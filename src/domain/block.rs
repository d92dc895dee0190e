//! Report block location.
//!
//! A COT text dump is a long run of per-market tables. Each table carries an
//! "Open Interest is" statement; the market name sits on the (wrapped) lines
//! right above it and the category rows follow below.

/// Case-insensitive phrase marking one market table.
pub const ANCHOR: &str = "OPEN INTEREST IS";

/// Lines above the anchor joined into the header.
pub const HEADER_LINES: usize = 3;

/// Lines captured per block, starting one line above the anchor.
pub const BLOCK_WINDOW: usize = 61;

/// One market table cut out of a report source.
#[derive(Debug, Clone, PartialEq, Eq)]
pub struct ReportBlock {
    pub header: String,
    pub raw_text: String,
}

impl ReportBlock {
    pub fn lines(&self) -> Vec<&str> {
        self.raw_text.lines().collect()
    }
}

/// Single-pass iterator over the blocks of one report text.
///
/// Blocks come out in document order. A block's window is cut short where the
/// next block's window begins, so no line belongs to two blocks.
pub struct BlockLocator<'a> {
    lines: Vec<&'a str>,
    cursor: usize,
    floor: usize,
}

impl<'a> BlockLocator<'a> {
    pub fn new(text: &'a str) -> Self {
        Self {
            lines: text.lines().collect(),
            cursor: 0,
            floor: 0,
        }
    }

    fn is_anchor(line: &str) -> bool {
        line.to_uppercase().contains(ANCHOR)
    }

    fn next_anchor(&self, from: usize) -> Option<usize> {
        (from..self.lines.len()).find(|&i| Self::is_anchor(self.lines[i]))
    }

    fn header(&self, anchor: usize) -> String {
        let first = anchor.saturating_sub(HEADER_LINES);
        self.lines[first..anchor]
            .iter()
            .map(|line| line.trim())
            .collect::<Vec<_>>()
            .join(" ")
            .trim()
            .to_string()
    }
}

impl Iterator for BlockLocator<'_> {
    type Item = ReportBlock;

    fn next(&mut self) -> Option<ReportBlock> {
        let anchor = self.next_anchor(self.cursor)?;
        let start = anchor.saturating_sub(1).max(self.floor);

        let mut end = (start + BLOCK_WINDOW).min(self.lines.len());
        if let Some(following) = self.next_anchor(anchor + 1) {
            end = end.min(following.saturating_sub(1).max(anchor + 1));
        }
        self.cursor = anchor + 1;
        self.floor = end;

        Some(ReportBlock {
            header: self.header(anchor),
            raw_text: self.lines[start..end].join("\n"),
        })
    }
}

/// Locate every report block in `text`.
pub fn locate_blocks(text: &str) -> BlockLocator<'_> {
    BlockLocator::new(text)
}
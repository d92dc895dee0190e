//! Core parsing and analytics: from raw COT report text to market entries.

pub mod analytics;
pub mod assembler;
pub mod block;
pub mod block_parser;
pub mod category;
pub mod error;
pub mod market;
pub mod row;
pub mod symbol;
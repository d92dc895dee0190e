//! cotreport: Commitment of Traders report parser and sentiment analytics.
//!
//! Hexagonal architecture: parsing and analytics in [`domain`], port traits in
//! [`ports`], concrete implementations in [`adapters`], command line in [`cli`].

pub mod adapters;
pub mod cli;
pub mod domain;
pub mod ports;
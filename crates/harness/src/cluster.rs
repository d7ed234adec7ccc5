// Copyright (c) 2025 Dimitris Kafetzis
//
// Licensed under the MIT License.
// See LICENSE file in the project root for full license information.
//
// SPDX-License-Identifier: MIT

//! A simulated worker cluster.
//!
//! The kernels expect an external runtime to have started `num_threads`
//! workers and to call each kernel once per worker. [`Cluster`] plays that
//! role on the host:
//!
//! - [`ExecMode::Sequential`] runs the workers one after another, in
//!   `core_id` order, on the shared output buffer.
//! - [`ExecMode::Threaded`] runs every worker on its own scoped thread
//!   against a private copy of the output and merges back each element the
//!   worker changed. Disjoint partitions make the merge order irrelevant.

use crate::HarnessError;
use kernel_core::{KernelError, WorkPartition};
use std::fmt;
use std::str::FromStr;

/// How a [`Cluster`] executes its workers.
#[derive(Debug, Clone, Copy, PartialEq, Eq, Hash, serde::Serialize, serde::Deserialize)]
#[serde(rename_all = "lowercase")]
pub enum ExecMode {
    Sequential,
    Threaded,
}

impl ExecMode {
    pub fn name(self) -> &'static str {
        match self {
            ExecMode::Sequential => "sequential",
            ExecMode::Threaded => "threaded",
        }
    }
}

impl fmt::Display for ExecMode {
    fn fmt(&self, f: &mut fmt::Formatter<'_>) -> fmt::Result {
        f.write_str(self.name())
    }
}

impl FromStr for ExecMode {
    type Err = HarnessError;

    fn from_str(s: &str) -> Result<Self, Self::Err> {
        match s.to_lowercase().as_str() {
            "sequential" | "seq" => Ok(ExecMode::Sequential),
            "threaded" | "threads" => Ok(ExecMode::Threaded),
            _ => Err(HarnessError::UnknownMode(s.to_string())),
        }
    }
}

/// `true` when `a` and `b` hold different values; two NaNs count as equal.
#[inline]
fn differs<T: PartialEq>(a: &T, b: &T) -> bool {
    #[allow(clippy::eq_op)]
    let both_unordered = a != a && b != b;
    a != b && !both_unordered
}

/// A team of `num_threads` workers.
#[derive(Debug, Clone, Copy, PartialEq, Eq)]
pub struct Cluster {
    num_threads: usize,
    mode: ExecMode,
}

impl Cluster {
    /// Creates a cluster.
    ///
    /// # Errors
    /// Returns [`HarnessError::Kernel`] if `num_threads` is zero.
    pub fn new(num_threads: usize, mode: ExecMode) -> Result<Self, HarnessError> {
        if num_threads == 0 {
            return Err(KernelError::InvalidPartition {
                core_id: 0,
                num_threads,
            }
            .into());
        }
        Ok(Self { num_threads, mode })
    }

    pub fn num_threads(&self) -> usize {
        self.num_threads
    }

    pub fn mode(&self) -> ExecMode {
        self.mode
    }

    /// Runs `kernel` once per worker against `output`.
    ///
    /// `kernel` receives the worker's partition and the buffer to write. It
    /// must write only the elements its partition owns; anything it writes
    /// outside them is lost in threaded mode and visible in sequential mode.
    /// Per-worker scratch memory is allocated inside `kernel`.
    ///
    /// # Errors
    /// Returns [`HarnessError::WorkerPanicked`] if a threaded worker panics.
    pub fn run<T, F>(&self, output: &mut [T], kernel: F) -> Result<(), HarnessError>
    where
        T: Copy + PartialEq + Send + Sync,
        F: Fn(WorkPartition, &mut [T]) + Sync,
    {
        match self.mode {
            ExecMode::Sequential => {
                for part in WorkPartition::team(self.num_threads) {
                    tracing::trace!(core_id = part.core_id(), "running worker");
                    kernel(part, output);
                }
                Ok(())
            }
            ExecMode::Threaded => self.run_threaded(output, &kernel),
        }
    }

    fn run_threaded<T, F>(&self, output: &mut [T], kernel: &F) -> Result<(), HarnessError>
    where
        T: Copy + PartialEq + Send + Sync,
        F: Fn(WorkPartition, &mut [T]) + Sync,
    {
        let baseline: &[T] = output;
        let results: Vec<Result<Vec<T>, usize>> = std::thread::scope(|s| {
            let handles: Vec<_> = WorkPartition::team(self.num_threads)
                .map(|part| {
                    let handle = s.spawn(move || {
                        let mut local = baseline.to_vec();
                        kernel(part, &mut local);
                        local
                    });
                    (part.core_id(), handle)
                })
                .collect();
            handles
                .into_iter()
                .map(|(core_id, h)| h.join().map_err(|_| core_id))
                .collect()
        });

        let mut merged = baseline.to_vec();
        for result in results {
            let local = result.map_err(|core_id| HarnessError::WorkerPanicked {
                core_id,
                num_threads: self.num_threads,
            })?;
            let mut written = 0usize;
            for ((dst, new), old) in merged.iter_mut().zip(&local).zip(baseline) {
                if differs(new, old) {
                    *dst = *new;
                    written += 1;
                }
            }
            tracing::trace!(written, "merged worker output");
        }
        output.copy_from_slice(&merged);
        Ok(())
    }
}
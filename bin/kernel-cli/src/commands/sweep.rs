// Copyright (c) 2025 Dimitris Kafetzis
//
// Licensed under the MIT License.
// See LICENSE file in the project root for full license information.
//
// SPDX-License-Identifier: MIT

//! `kernels sweep` command: every case for every worker count.
//!
//! One seed drives all runs, so every team size sees the same inputs and any
//! mismatch points at a partitioning bug rather than at the data.

use harness::{builtin_cases, find_case, run_case, CaseReport, Cluster, ExecMode, Target};

pub async fn execute(
    threads: Vec<usize>,
    mode: String,
    seed: u64,
    cases: Vec<String>,
) -> anyhow::Result<()> {
    if threads.is_empty() {
        anyhow::bail!("--threads needs at least one worker count");
    }
    let mode: ExecMode = mode.parse()?;
    let clusters = threads
        .iter()
        .map(|&n| Cluster::new(n, mode))
        .collect::<Result<Vec<_>, _>>()?;
    let cases = if cases.is_empty() {
        builtin_cases()
    } else {
        cases.iter().map(|n| find_case(n)).collect::<Result<Vec<_>, _>>()?
    };

    println!("╔══════════════════════════════════════════════════════╗");
    println!("║            kernels · Thread Sweep                   ║");
    println!("╚══════════════════════════════════════════════════════╝");
    println!();
    println!("  Workers: {threads:?} ({mode})");
    println!("  Cases:   {}", cases.len());
    println!();

    let mut tasks = Vec::with_capacity(cases.len() * clusters.len());
    for case in &cases {
        for &cluster in &clusters {
            let case = case.clone();
            tasks.push(tokio::task::spawn_blocking(move || {
                run_case(case.as_ref(), Target::Generic, &cluster, seed, true)
            }));
        }
    }

    tracing::info!(runs = tasks.len(), "sweep started");
    let mut reports: Vec<CaseReport> = Vec::with_capacity(tasks.len());
    for task in tasks {
        reports.push(task.await??);
    }

    // ── Results Table ──────────────────────────────────────────
    print!("  {:<22}", "Case");
    for n in &threads {
        print!(" {:>8}", format!("x{n}"));
    }
    println!();
    println!("  {}", "-".repeat(22 + 9 * threads.len()));

    for row in reports.chunks(clusters.len()) {
        print!("  {:<22}", row[0].case);
        for report in row {
            let cell = if report.passed() {
                "ok".to_string()
            } else {
                format!("{} err", report.outcome.errors)
            };
            print!(" {cell:>8}");
        }
        println!();
    }
    println!();

    let failed: Vec<&CaseReport> = reports.iter().filter(|r| !r.passed()).collect();
    if !failed.is_empty() {
        for report in &failed {
            println!("  {}", report.summary());
        }
        anyhow::bail!("{} of {} runs mismatched", failed.len(), reports.len());
    }
    println!("  All {} runs match their golden outputs.", reports.len());
    Ok(())
}
// Copyright (c) 2025 Dimitris Kafetzis
//
// Licensed under the MIT License.
// See LICENSE file in the project root for full license information.
//
// SPDX-License-Identifier: MIT

//! Shift-based integer softmax of the ITA attention accelerator.
//!
//! Exponentials are replaced by a power-of-two approximation: an element
//! `d` below the row maximum contributes `256 >> ((d + 16) >> 5)` to the
//! denominator, and the normalized output is a right shift of one
//! reciprocal. The arithmetic reproduces the accelerator bit for bit and is
//! intentionally coarse.

use crate::arith::Saturate;
use crate::WorkPartition;

/// `(max - x + 16) >> 5`, the base-2 exponent of one element.
#[inline(always)]
fn ita_shift(max: i32, x: i32) -> u32 {
    ((max - x + 16) >> 5) as u32
}

#[inline(always)]
fn ita_output(sum_inv: u32, shift: u32, n_levels: u32) -> i8 {
    let v = sum_inv.checked_shr(shift).unwrap_or(0) as i32 - (n_levels / 2) as i32;
    i8::saturate_full(v)
}

#[inline(always)]
fn ita_reciprocal(sum: u32, n_levels: u32) -> u32 {
    (n_levels - 1) * 256 / sum.max(1)
}

/// ITAMax over rows of `last_dim` elements.
///
/// `scratch` receives the per-element shifts of the current row and must
/// hold at least `last_dim` bytes; each worker needs its own.
pub fn ita_max(
    input: &[i8],
    output: &mut [i8],
    last_dim: usize,
    n_levels: u32,
    scratch: &mut [u8],
    part: WorkPartition,
) {
    debug_assert_eq!(input.len(), output.len());
    debug_assert!(scratch.len() >= last_dim);
    if last_dim == 0 {
        return;
    }

    let shifts = &mut scratch[..last_dim];
    for row in part.block(input.len() / last_dim) {
        let offset = row * last_dim;
        let row_src = &input[offset..offset + last_dim];
        let max = row_src.iter().copied().max().map_or(i32::from(i8::MIN), i32::from);

        let mut sum = 0u32;
        for (s, &x) in shifts.iter_mut().zip(row_src) {
            let shift = ita_shift(max, i32::from(x));
            *s = shift as u8;
            sum += 256 >> shift;
        }

        let sum_inv = ita_reciprocal(sum, n_levels);
        for (dst, &s) in output[offset..offset + last_dim].iter_mut().zip(shifts.iter()) {
            *dst = ita_output(sum_inv, u32::from(s), n_levels);
        }
    }
}

/// ITAMax computed in groups of `group_width` with an online running max.
///
/// Whenever a group raises the running max, the partial denominator is
/// shifted right by the exponent of the increase instead of being rescaled
/// exactly. A trailing group shorter than `group_width` is processed like
/// the others.
pub fn ita_partial_max(
    input: &[i8],
    output: &mut [i8],
    last_dim: usize,
    group_width: usize,
    n_levels: u32,
    part: WorkPartition,
) {
    debug_assert_eq!(input.len(), output.len());
    debug_assert!(group_width > 0);
    if last_dim == 0 {
        return;
    }

    for row in part.block(input.len() / last_dim) {
        let offset = row * last_dim;
        let row_src = &input[offset..offset + last_dim];

        let mut global_max = i32::from(i8::MIN);
        let mut partial_sum = 0u32;
        for group in row_src.chunks(group_width) {
            let current_max = group.iter().copied().max().map_or(i32::from(i8::MIN), i32::from);
            let shift_sum = if current_max > global_max {
                let s = ita_shift(current_max, global_max);
                global_max = current_max;
                s
            } else {
                0
            };

            let exp_sum: u32 = group
                .iter()
                .map(|&x| 256u32 >> ita_shift(global_max, i32::from(x)))
                .sum();
            partial_sum = partial_sum.checked_shr(shift_sum).unwrap_or(0) + exp_sum;
        }

        let sum_inv = ita_reciprocal(partial_sum, n_levels);
        for (dst, &x) in output[offset..offset + last_dim].iter_mut().zip(row_src) {
            *dst = ita_output(sum_inv, ita_shift(global_max, i32::from(x)), n_levels);
        }
    }
}

#[cfg(test)]
mod tests {
    use super::*;

    #[test]
    fn test_itamax_known_row() {
        // Shifts 0, 4, 8; sum = 256 + 16 + 1 = 273; sum_inv = 65280 / 273 = 239.
        let mut out = [0i8; 3];
        let mut scratch = [0u8; 3];
        ita_max(&[127, 0, -128], &mut out, 3, 256, &mut scratch, WorkPartition::single());
        assert_eq!(scratch, [0, 4, 8]);
        assert_eq!(out, [111, -114, -128]);

        // Implied probabilities follow the input order.
        let probs: Vec<f32> = out.iter().map(|&v| (v as f32 + 128.0) / 255.0).collect();
        assert!(probs.windows(2).all(|w| w[0] >= w[1]));
    }

    #[test]
    fn test_itamax_workers_match() {
        let input: Vec<i8> = (0..64).map(|i| (i * 53 % 256 - 128) as i8).collect();
        let mut single = vec![0i8; 64];
        let mut scratch = vec![0u8; 16];
        ita_max(&input, &mut single, 16, 256, &mut scratch, WorkPartition::single());

        for n in [2, 3, 4] {
            let mut split = vec![0i8; 64];
            for part in WorkPartition::team(n) {
                let mut own = vec![0u8; 16];
                ita_max(&input, &mut split, 16, 256, &mut own, part);
            }
            assert_eq!(single, split, "n = {n}");
        }
    }

    #[test]
    fn test_partial_single_group_equals_full() {
        let input: Vec<i8> = (0..32).map(|i| (i * 29 % 256 - 128) as i8).collect();
        let mut full = vec![0i8; 32];
        let mut scratch = vec![0u8; 8];
        ita_max(&input, &mut full, 8, 256, &mut scratch, WorkPartition::single());

        let mut partial = vec![0i8; 32];
        ita_partial_max(&input, &mut partial, 8, 8, 256, WorkPartition::single());
        assert_eq!(full, partial);
    }

    #[test]
    fn test_partial_max_rising_groups() {
        // Group [0, 0]: max 0, sum 512. Group [64, 64]: shift (64 + 16) >> 5 = 2,
        // sum = (512 >> 2) + 512 = 640, sum_inv = 65280 / 640 = 102.
        let mut out = [0i8; 4];
        ita_partial_max(&[0, 0, 64, 64], &mut out, 4, 2, 256, WorkPartition::single());
        assert_eq!(out, [-103, -103, -26, -26]);
    }

    #[test]
    fn test_partial_trailing_group() {
        let mut out = [0i8; 3];
        ita_partial_max(&[10, 10, 10], &mut out, 3, 2, 256, WorkPartition::single());
        // Three equal elements, sum 768, sum_inv = 85.
        assert_eq!(out, [-43; 3]);
    }
}
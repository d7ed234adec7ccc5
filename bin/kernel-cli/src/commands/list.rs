// Copyright (c) 2025 Dimitris Kafetzis
//
// Licensed under the MIT License.
// See LICENSE file in the project root for full license information.
//
// SPDX-License-Identifier: MIT

//! `kernels list` and `kernels targets`.

use harness::{builtin_cases, Target};

pub fn cases() -> anyhow::Result<()> {
    println!("  {:<22} {:<6} Description", "Case", "Output");
    println!("  {}", "-".repeat(72));
    for case in builtin_cases() {
        let dtype = case.output_dtype();
        println!("  {:<22} {:<6} {}", case.name(), dtype.as_str(), case.description());
    }
    Ok(())
}

pub fn targets() -> anyhow::Result<()> {
    println!("  {:<10} {:>6}", "Target", "Cores");
    println!("  {}", "-".repeat(17));
    for target in Target::ALL {
        println!("  {:<10} {:>6}", target.name(), target.default_cores());
    }
    Ok(())
}
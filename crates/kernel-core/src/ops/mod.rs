// Copyright (c) 2025 Dimitris Kafetzis
//
// Licensed under the MIT License.
// See LICENSE file in the project root for full license information.
//
// SPDX-License-Identifier: MIT

//! Kernel functions.
//!
//! Every kernel writes into a caller-allocated output slice and takes the
//! [`crate::WorkPartition`] of the calling worker. Kernels never allocate,
//! lock or log; a worker writes only the output elements its partition owns.

mod conv_op;
mod elementwise_op;
mod gelu_op;
mod gemm_op;
mod hardswish_op;
mod itamax_op;
mod layer_norm_op;
mod matmul_op;
mod pool_op;
mod requant_op;
mod rms_norm_op;
mod softmax_op;

pub use conv_op::{
    conv2d_f32_hwc, conv2d_f32_im2col_hwc, conv2d_f32_nchw, conv2d_int_hwc, conv2d_int_im2col_hwc,
    conv2d_int_nchw, dw_conv2d_f32_nchw, dw_conv2d_int_nchw, im2col_scratch_len,
};
pub use elementwise_op::{div_f32, div_s32, pow_f32, rq_div, sqrt_f32, DivParams};
pub use gelu_op::{gelu_f32, gelu_s8_s32, gelu_sigmoid_f32, IGeluParams};
pub use gemm_op::{gemm_f32, gemm_int, rq_gemm, GemmOffsets, GemmParams};
pub use hardswish_op::{hardswish_f32, ihardswish_s8_s32, rq_ihardswish, IHardswishParams};
pub use itamax_op::{ita_max, ita_partial_max};
pub use layer_norm_op::{layernorm_f32, layernorm_f32_split_affine, layernorm_s8_s8};
pub use matmul_op::{
    matmul_f32, matmul_int, matmul_int_cols, matmul_int_unrolled, rq_matmul, MatMulOffsets,
};
pub use pool_op::{maxpool2d_f32_nchw, maxpool2d_s8_nchw};
pub use requant_op::{requant_shift_nchw, requant_shift_nchw_planes, requant_shift_nhwc};
pub use rms_norm_op::{irmsnorm_s8_s8, rmsnorm_f32};
pub use softmax_op::{softmax_f32, softmax_s8_s8, SoftmaxCoeffs};
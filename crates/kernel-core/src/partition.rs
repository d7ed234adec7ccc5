// Copyright (c) 2025 Dimitris Kafetzis
//
// Licensed under the MIT License.
// See LICENSE file in the project root for full license information.
//
// SPDX-License-Identifier: MIT

//! Static work partitioning across cooperating workers.
//!
//! Every multi-worker kernel receives a [`WorkPartition`] and derives its
//! slice of the outer loop from it and the shape parameters alone. Nothing
//! is shared between workers: the caller guarantees that all workers see the
//! same shapes and that the `core_id`s form `{0, ..., num_threads - 1}`.
//!
//! Two schedules exist:
//!
//! | Schedule | Worker `c` of `n` visits |
//! |---|---|
//! | [`Schedule::Strided`] | `c, c + n, c + 2n, ...` |
//! | [`Schedule::Block`] | `[min(c * chunk, len), min(c * chunk + chunk, len))`, `chunk = ceil(len / n)` |

use crate::KernelError;
use std::iter::StepBy;
use std::ops::Range;

/// Identifies one worker's share of a kernel call.
#[derive(Debug, Clone, Copy, PartialEq, Eq, Hash, serde::Serialize, serde::Deserialize)]
pub struct WorkPartition {
    core_id: usize,
    num_threads: usize,
}

impl WorkPartition {
    /// Creates a partition for worker `core_id` out of `num_threads`.
    ///
    /// # Errors
    /// Returns [`KernelError::InvalidPartition`] if `num_threads == 0` or
    /// `core_id >= num_threads`.
    pub fn new(core_id: usize, num_threads: usize) -> Result<Self, KernelError> {
        if num_threads == 0 || core_id >= num_threads {
            return Err(KernelError::InvalidPartition {
                core_id,
                num_threads,
            });
        }
        Ok(Self {
            core_id,
            num_threads,
        })
    }

    /// The whole range handled by a single worker.
    pub const fn single() -> Self {
        Self {
            core_id: 0,
            num_threads: 1,
        }
    }

    /// Iterates over every worker of an `num_threads`-wide team.
    pub fn team(num_threads: usize) -> impl Iterator<Item = WorkPartition> {
        (0..num_threads).map(move |core_id| WorkPartition {
            core_id,
            num_threads,
        })
    }

    pub fn core_id(&self) -> usize {
        self.core_id
    }

    pub fn num_threads(&self) -> usize {
        self.num_threads
    }

    /// `true` for the worker that runs single-core sections.
    pub fn is_leader(&self) -> bool {
        self.core_id == 0
    }

    /// Indices `core_id, core_id + num_threads, ...` below `len`.
    pub fn strided(&self, len: usize) -> StepBy<Range<usize>> {
        (self.core_id.min(len)..len).step_by(self.num_threads)
    }

    /// The contiguous block of `[0, len)` owned by this worker.
    pub fn block(&self, len: usize) -> Range<usize> {
        let chunk = len.div_ceil(self.num_threads);
        let start = (chunk * self.core_id).min(len);
        let end = (start + chunk).min(len);
        start..end
    }

    /// Indices owned under the given schedule.
    pub fn owned(&self, schedule: Schedule, len: usize) -> OwnedIndices {
        match schedule {
            Schedule::Strided => OwnedIndices::Strided(self.strided(len)),
            Schedule::Block => OwnedIndices::Block(self.block(len)),
        }
    }
}

impl Default for WorkPartition {
    fn default() -> Self {
        Self::single()
    }
}

/// How an outer loop is divided between workers.
#[derive(Debug, Clone, Copy, PartialEq, Eq, Hash, serde::Serialize, serde::Deserialize)]
#[serde(rename_all = "lowercase")]
pub enum Schedule {
    /// Round-robin over single indices.
    Strided,
    /// One contiguous chunk per worker.
    Block,
}

/// Iterator over the indices a worker owns.
#[derive(Debug, Clone)]
pub enum OwnedIndices {
    Strided(StepBy<Range<usize>>),
    Block(Range<usize>),
}

impl Iterator for OwnedIndices {
    type Item = usize;

    fn next(&mut self) -> Option<usize> {
        match self {
            OwnedIndices::Strided(it) => it.next(),
            OwnedIndices::Block(it) => it.next(),
        }
    }
}
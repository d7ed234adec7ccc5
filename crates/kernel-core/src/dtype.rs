// Copyright (c) 2025 Dimitris Kafetzis
//
// Licensed under the MIT License.
// See LICENSE file in the project root for full license information.
//
// SPDX-License-Identifier: MIT

//! Scalar element types handled by the kernels.

/// Enumerates the element types a kernel buffer can hold.
///
/// Buffers carry no type tag at runtime; `DType` exists so that callers
/// (test harnesses, reports) can describe which kernel precision variant
/// they are driving.
#[derive(Debug, Clone, Copy, PartialEq, Eq, Hash, serde::Serialize, serde::Deserialize)]
#[serde(rename_all = "lowercase")]
pub enum DType {
    /// 8-bit signed integer.
    I8,
    /// 8-bit unsigned integer.
    U8,
    /// 16-bit signed integer.
    I16,
    /// 32-bit signed integer (accumulators).
    I32,
    /// 32-bit IEEE 754 floating point.
    F32,
}

impl DType {
    /// Returns the size of a single element in bytes.
    pub fn size_bytes(self) -> usize {
        match self {
            DType::I8 | DType::U8 => 1,
            DType::I16 => 2,
            DType::I32 | DType::F32 => 4,
        }
    }

    /// Returns the representable integer range, or `None` for floats.
    pub fn int_range(self) -> Option<(i64, i64)> {
        match self {
            DType::I8 => Some((i8::MIN as i64, i8::MAX as i64)),
            DType::U8 => Some((0, u8::MAX as i64)),
            DType::I16 => Some((i16::MIN as i64, i16::MAX as i64)),
            DType::I32 => Some((i32::MIN as i64, i32::MAX as i64)),
            DType::F32 => None,
        }
    }

    /// Returns a human-readable label for this data type.
    pub fn as_str(self) -> &'static str {
        match self {
            DType::I8 => "s8",
            DType::U8 => "u8",
            DType::I16 => "s16",
            DType::I32 => "s32",
            DType::F32 => "fp32",
        }
    }
}

impl std::fmt::Display for DType {
    fn fmt(&self, f: &mut std::fmt::Formatter<'_>) -> std::fmt::Result {
        f.write_str(self.as_str())
    }
}

#[cfg(test)]
mod tests {
    use super::*;

    #[test]
    fn test_sizes() {
        assert_eq!(DType::I8.size_bytes(), 1);
        assert_eq!(DType::I16.size_bytes(), 2);
        assert_eq!(DType::F32.size_bytes(), 4);
    }

    #[test]
    fn test_ranges() {
        assert_eq!(DType::I8.int_range(), Some((-128, 127)));
        assert_eq!(DType::U8.int_range(), Some((0, 255)));
        assert_eq!(DType::F32.int_range(), None);
    }

    #[test]
    fn test_labels() {
        assert_eq!(format!("{}", DType::I32), "s32");
        assert_eq!(DType::F32.as_str(), "fp32");
    }
}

####

- _PROBLEM TO WORK ON_
Across all the records above, find each line with "runtime" in it and copy it.

- _YOUR SOLUTION_
//! The kernels expect an external runtime to have started `num_threads`
/// Buffers carry no type tag at runtime; `DType` exists so that callers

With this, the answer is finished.